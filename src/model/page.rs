use serde::{Deserialize, Serialize};
use utoipa::ToSchema;

use crate::model::{
    api::FlashMessageDto, member::MemberDto, notice::NoticeDto, research::ResearchPaperDto,
};

#[derive(Debug, Serialize, Deserialize, ToSchema)]
pub struct HomeDto {
    pub notices: Vec<NoticeDto>,
    pub flash: Vec<FlashMessageDto>,
}

#[derive(Debug, Serialize, Deserialize, ToSchema)]
pub struct NoticesPageDto {
    pub title: String,
    pub notices: Vec<NoticeDto>,
}

#[derive(Debug, Serialize, Deserialize, ToSchema)]
pub struct ResearchPageDto {
    pub research: Vec<ResearchPaperDto>,
}

#[derive(Debug, Serialize, Deserialize, ToSchema)]
pub struct LoginPageDto {
    pub logged_in: bool,
    pub flash: Vec<FlashMessageDto>,
}

#[derive(Debug, Serialize, Deserialize, ToSchema)]
pub struct AdminDashboardDto {
    pub members: Vec<MemberDto>,
    pub notices: Vec<NoticeDto>,
    pub research: Vec<ResearchPaperDto>,
    pub flash: Vec<FlashMessageDto>,
}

### Exercise description:
Retype the entries exactly, including every line.

### Answer space:
filename src/model/page.rs
use serde::{Deserialize, Serialize};
use utoipa::ToSchema;

use crate::model::{
    api::FlashMessageDto, member::MemberDto, notice::NoticeDto, research::ResearchPaperDto,
};

#[derive(Debug, Serialize, Deserialize, ToSchema)]
pub struct HomeDto {
    pub notices: Vec<NoticeDto>,
    pub flash: Vec<FlashMessageDto>,
}

#[derive(Debug, Serialize, Deserialize, ToSchema)]
pub struct NoticesPageDto {
    pub title: String,
    pub notices: Vec<NoticeDto>,
}

#[derive(Debug, Serialize, Deserialize, ToSchema)]
pub struct ResearchPageDto {
    pub research: Vec<ResearchPaperDto>,
}

#[derive(Debug, Serialize, Deserialize, ToSchema)]
pub struct LoginPageDto {
    pub logged_in: bool,
    pub flash: Vec<FlashMessageDto>,
}

#[derive(Debug, Serialize, Deserialize, ToSchema)]
pub struct AdminDashboardDto {
    pub members: Vec<MemberDto>,
    pub notices: Vec<NoticeDto>,
    pub research: Vec<ResearchPaperDto>,
    pub flash: Vec<FlashMessageDto>,
}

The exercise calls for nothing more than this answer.